▶ **Problem description**
Each record beneath this sentence is to be transcribed exactly as it reads.

====

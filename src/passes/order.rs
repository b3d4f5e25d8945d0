//! Sequence numbers for command containers.
//!
//! Every item of a generated container gets `<Order>n</Order>` as its first
//! child (1..N in document order) and `wcm:action="add"`. Caller-supplied
//! subtrees keep whatever ordering the caller wrote, and attached payloads
//! under `Extensions` are file content, not settings.

use crate::command::target::item_name_for;
use crate::document::{Element, EXTENSIONS_NS};
use crate::error::{Error, Result};

use super::{Pass, PassContext};

pub struct Order;

impl Pass for Order {
    fn name(&self) -> &str {
        "order"
    }

    fn apply(&self, ctx: &mut PassContext<'_>) -> Result<()> {
        // A statement that arrives after its flush would never run.
        ctx.buffers.ensure_drained()?;
        number_containers(ctx.document.root_mut())
    }
}

fn number_containers(element: &mut Element) -> Result<()> {
    if element.is_verbatim() || element.namespace() == Some(EXTENSIONS_NS) {
        return Ok(());
    }
    if let Some(item) = item_name_for(element.local_name()) {
        return number_items(element, item);
    }
    for child in element.elements_mut() {
        number_containers(child)?;
    }
    Ok(())
}

fn number_items(container: &mut Element, item: &str) -> Result<()> {
    let container_name = container.local_name().to_string();
    for (index, node) in container
        .elements_mut()
        .filter(|e| e.local_name() == item)
        .enumerate()
    {
        if node.child("Order").is_some() {
            return Err(Error::defect(format!(
                "{container_name} item {} already carries an Order",
                index + 1
            )));
        }
        node.prepend(Element::new("Order").with_text((index + 1).to_string()));
        node.set_attr("wcm:action", "add");
    }
    Ok(())
}

#[cfg(test)]
mod tests {
    use super::*;
    use crate::buffers::{BufferKind, ScriptBuffers};
    use crate::command::target;
    use crate::document::{AnswerDocument, Architecture};
    use crate::extensions;
    use crate::phase::Phase;
    use crate::settings::Configuration;

    fn drained() -> ScriptBuffers {
        let mut buffers = ScriptBuffers::new();
        for kind in BufferKind::ALL {
            buffers.get_mut(kind).drain().unwrap();
        }
        buffers
    }

    fn order(document: &mut AnswerDocument, buffers: &mut ScriptBuffers) -> Result<()> {
        let config = Configuration::default();
        Order.apply(&mut PassContext {
            config: &config,
            document,
            buffers,
        })
    }

    fn orders(item_parent: &Element) -> Vec<String> {
        item_parent
            .elements()
            .map(|item| {
                let first = item.elements().next().unwrap();
                assert_eq!(first.local_name(), "Order");
                assert_eq!(item.attr("wcm:action"), Some("add"));
                first.text()
            })
            .collect()
    }

    #[test]
    fn test_each_container_numbered_from_one() {
        let mut doc = AnswerDocument::from_template(Architecture::Amd64).unwrap();
        target(&mut doc, Phase::Specialize).unwrap().append_all(["a", "b", "c"]);
        target(&mut doc, Phase::WindowsPe).unwrap().append("pe");
        target(&mut doc, Phase::OobeSystem).unwrap().append_all(["x", "y"]);
        order(&mut doc, &mut drained()).unwrap();

        let specialize = doc
            .component(Phase::Specialize, "Microsoft-Windows-Deployment")
            .and_then(|c| c.child("RunSynchronous"))
            .unwrap();
        assert_eq!(orders(specialize), vec!["1", "2", "3"]);
        let paths: Vec<_> = specialize
            .elements()
            .map(|item| item.child("Path").unwrap().text())
            .collect();
        assert_eq!(paths, vec!["a", "b", "c"]);

        let pe = doc
            .component(Phase::WindowsPe, "Microsoft-Windows-Setup")
            .and_then(|c| c.child("RunSynchronous"))
            .unwrap();
        assert_eq!(orders(pe), vec!["1"]);

        let oobe = doc
            .component(Phase::OobeSystem, "Microsoft-Windows-Shell-Setup")
            .and_then(|c| c.child("FirstLogonCommands"))
            .unwrap();
        assert_eq!(orders(oobe), vec!["1", "2"]);
    }

    #[test]
    fn test_existing_order_is_a_defect() {
        let mut doc = AnswerDocument::from_template(Architecture::Amd64).unwrap();
        target(&mut doc, Phase::Specialize).unwrap().append("a");
        let mut buffers = drained();
        order(&mut doc, &mut buffers).unwrap();
        let err = order(&mut doc, &mut buffers).unwrap_err();
        assert!(matches!(err, Error::Defect(_)));
    }

    #[test]
    fn test_verbatim_container_untouched() {
        let mut doc = AnswerDocument::from_template(Architecture::Amd64).unwrap();
        let custom = Element::parse(
            r#"<component name="Microsoft-Windows-Deployment"><RunSynchronous><RunSynchronousCommand><Order>5</Order><Path>x</Path></RunSynchronousCommand><RunSynchronousCommand><Path>y</Path></RunSynchronousCommand></RunSynchronous></component>"#,
        )
        .unwrap();
        doc.insert_verbatim_component(Phase::Specialize, custom).unwrap();
        let before = doc.to_canonical_string();
        order(&mut doc, &mut drained()).unwrap();
        assert_eq!(doc.to_canonical_string(), before);
    }

    #[test]
    fn test_undrained_buffers_are_a_defect() {
        let mut doc = AnswerDocument::from_template(Architecture::Amd64).unwrap();
        let err = order(&mut doc, &mut ScriptBuffers::new()).unwrap_err();
        assert!(matches!(err, Error::Defect(_)));
    }

    #[test]
    fn test_attached_payload_keeps_its_commands_unnumbered() {
        let mut doc = AnswerDocument::from_template(Architecture::Amd64).unwrap();
        let payload = Element::parse(
            "<Inner><FirstLogonCommands><SynchronousCommand><CommandLine>inner.exe</CommandLine></SynchronousCommand></FirstLogonCommands></Inner>",
        )
        .unwrap();
        extensions::attach_xml(&mut doc, r"C:\inner.xml", payload).unwrap();
        target(&mut doc, Phase::OobeSystem).unwrap().append("outer.exe");
        order(&mut doc, &mut drained()).unwrap();

        let inner = doc
            .root()
            .child("Extensions")
            .and_then(|ext| ext.elements().find(|e| e.local_name() == "File"))
            .and_then(|file| file.descend(&["Inner", "FirstLogonCommands", "SynchronousCommand"]))
            .unwrap();
        assert_eq!(inner.attr("wcm:action"), None);
        assert!(inner.child("Order").is_none());

        let oobe = doc
            .component(Phase::OobeSystem, "Microsoft-Windows-Shell-Setup")
            .and_then(|c| c.child("FirstLogonCommands"))
            .unwrap();
        assert_eq!(orders(oobe), vec!["1"]);
    }
}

====

▶ **Answer box**
filename src/passes/order.rs
repository b3d4f5e25d8945d0
//! Sequence numbers for command containers.
//!
//! Every item of a generated container gets `<Order>n</Order>` as its first
//! child (1..N in document order) and `wcm:action="add"`. Caller-supplied
//! subtrees keep whatever ordering the caller wrote, and attached payloads
//! under `Extensions` are file content, not settings.

use crate::command::target::item_name_for;
use crate::document::{Element, EXTENSIONS_NS};
use crate::error::{Error, Result};

use super::{Pass, PassContext};

pub struct Order;

impl Pass for Order {
    fn name(&self) -> &str {
        "order"
    }

    fn apply(&self, ctx: &mut PassContext<'_>) -> Result<()> {
        // A statement that arrives after its flush would never run.
        ctx.buffers.ensure_drained()?;
        number_containers(ctx.document.root_mut())
    }
}

fn number_containers(element: &mut Element) -> Result<()> {
    if element.is_verbatim() || element.namespace() == Some(EXTENSIONS_NS) {
        return Ok(());
    }
    if let Some(item) = item_name_for(element.local_name()) {
        return number_items(element, item);
    }
    for child in element.elements_mut() {
        number_containers(child)?;
    }
    Ok(())
}

fn number_items(container: &mut Element, item: &str) -> Result<()> {
    let container_name = container.local_name().to_string();
    for (index, node) in container
        .elements_mut()
        .filter(|e| e.local_name() == item)
        .enumerate()
    {
        if node.child("Order").is_some() {
            return Err(Error::defect(format!(
                "{container_name} item {} already carries an Order",
                index + 1
            )));
        }
        node.prepend(Element::new("Order").with_text((index + 1).to_string()));
        node.set_attr("wcm:action", "add");
    }
    Ok(())
}

#[cfg(test)]
mod tests {
    use super::*;
    use crate::buffers::{BufferKind, ScriptBuffers};
    use crate::command::target;
    use crate::document::{AnswerDocument, Architecture};
    use crate::extensions;
    use crate::phase::Phase;
    use crate::settings::Configuration;

    fn drained() -> ScriptBuffers {
        let mut buffers = ScriptBuffers::new();
        for kind in BufferKind::ALL {
            buffers.get_mut(kind).drain().unwrap();
        }
        buffers
    }

    fn order(document: &mut AnswerDocument, buffers: &mut ScriptBuffers) -> Result<()> {
        let config = Configuration::default();
        Order.apply(&mut PassContext {
            config: &config,
            document,
            buffers,
        })
    }

    fn orders(item_parent: &Element) -> Vec<String> {
        item_parent
            .elements()
            .map(|item| {
                let first = item.elements().next().unwrap();
                assert_eq!(first.local_name(), "Order");
                assert_eq!(item.attr("wcm:action"), Some("add"));
                first.text()
            })
            .collect()
    }

    #[test]
    fn test_each_container_numbered_from_one() {
        let mut doc = AnswerDocument::from_template(Architecture::Amd64).unwrap();
        target(&mut doc, Phase::Specialize).unwrap().append_all(["a", "b", "c"]);
        target(&mut doc, Phase::WindowsPe).unwrap().append("pe");
        target(&mut doc, Phase::OobeSystem).unwrap().append_all(["x", "y"]);
        order(&mut doc, &mut drained()).unwrap();

        let specialize = doc
            .component(Phase::Specialize, "Microsoft-Windows-Deployment")
            .and_then(|c| c.child("RunSynchronous"))
            .unwrap();
        assert_eq!(orders(specialize), vec!["1", "2", "3"]);
        let paths: Vec<_> = specialize
            .elements()
            .map(|item| item.child("Path").unwrap().text())
            .collect();
        assert_eq!(paths, vec!["a", "b", "c"]);

        let pe = doc
            .component(Phase::WindowsPe, "Microsoft-Windows-Setup")
            .and_then(|c| c.child("RunSynchronous"))
            .unwrap();
        assert_eq!(orders(pe), vec!["1"]);

        let oobe = doc
            .component(Phase::OobeSystem, "Microsoft-Windows-Shell-Setup")
            .and_then(|c| c.child("FirstLogonCommands"))
            .unwrap();
        assert_eq!(orders(oobe), vec!["1", "2"]);
    }

    #[test]
    fn test_existing_order_is_a_defect() {
        let mut doc = AnswerDocument::from_template(Architecture::Amd64).unwrap();
        target(&mut doc, Phase::Specialize).unwrap().append("a");
        let mut buffers = drained();
        order(&mut doc, &mut buffers).unwrap();
        let err = order(&mut doc, &mut buffers).unwrap_err();
        assert!(matches!(err, Error::Defect(_)));
    }

    #[test]
    fn test_verbatim_container_untouched() {
        let mut doc = AnswerDocument::from_template(Architecture::Amd64).unwrap();
        let custom = Element::parse(
            r#"<component name="Microsoft-Windows-Deployment"><RunSynchronous><RunSynchronousCommand><Order>5</Order><Path>x</Path></RunSynchronousCommand><RunSynchronousCommand><Path>y</Path></RunSynchronousCommand></RunSynchronous></component>"#,
        )
        .unwrap();
        doc.insert_verbatim_component(Phase::Specialize, custom).unwrap();
        let before = doc.to_canonical_string();
        order(&mut doc, &mut drained()).unwrap();
        assert_eq!(doc.to_canonical_string(), before);
    }

    #[test]
    fn test_undrained_buffers_are_a_defect() {
        let mut doc = AnswerDocument::from_template(Architecture::Amd64).unwrap();
        let err = order(&mut doc, &mut ScriptBuffers::new()).unwrap_err();
        assert!(matches!(err, Error::Defect(_)));
    }

    #[test]
    fn test_attached_payload_keeps_its_commands_unnumbered() {
        let mut doc = AnswerDocument::from_template(Architecture::Amd64).unwrap();
        let payload = Element::parse(
            "<Inner><FirstLogonCommands><SynchronousCommand><CommandLine>inner.exe</CommandLine></SynchronousCommand></FirstLogonCommands></Inner>",
        )
        .unwrap();
        extensions::attach_xml(&mut doc, r"C:\inner.xml", payload).unwrap();
        target(&mut doc, Phase::OobeSystem).unwrap().append("outer.exe");
        order(&mut doc, &mut drained()).unwrap();

        let inner = doc
            .root()
            .child("Extensions")
            .and_then(|ext| ext.elements().find(|e| e.local_name() == "File"))
            .and_then(|file| file.descend(&["Inner", "FirstLogonCommands", "SynchronousCommand"]))
            .unwrap();
        assert_eq!(inner.attr("wcm:action"), None);
        assert!(inner.child("Order").is_none());

        let oobe = doc
            .component(Phase::OobeSystem, "Microsoft-Windows-Shell-Setup")
            .and_then(|c| c.child("FirstLogonCommands"))
            .unwrap();
        assert_eq!(orders(oobe), vec!["1"]);
    }
}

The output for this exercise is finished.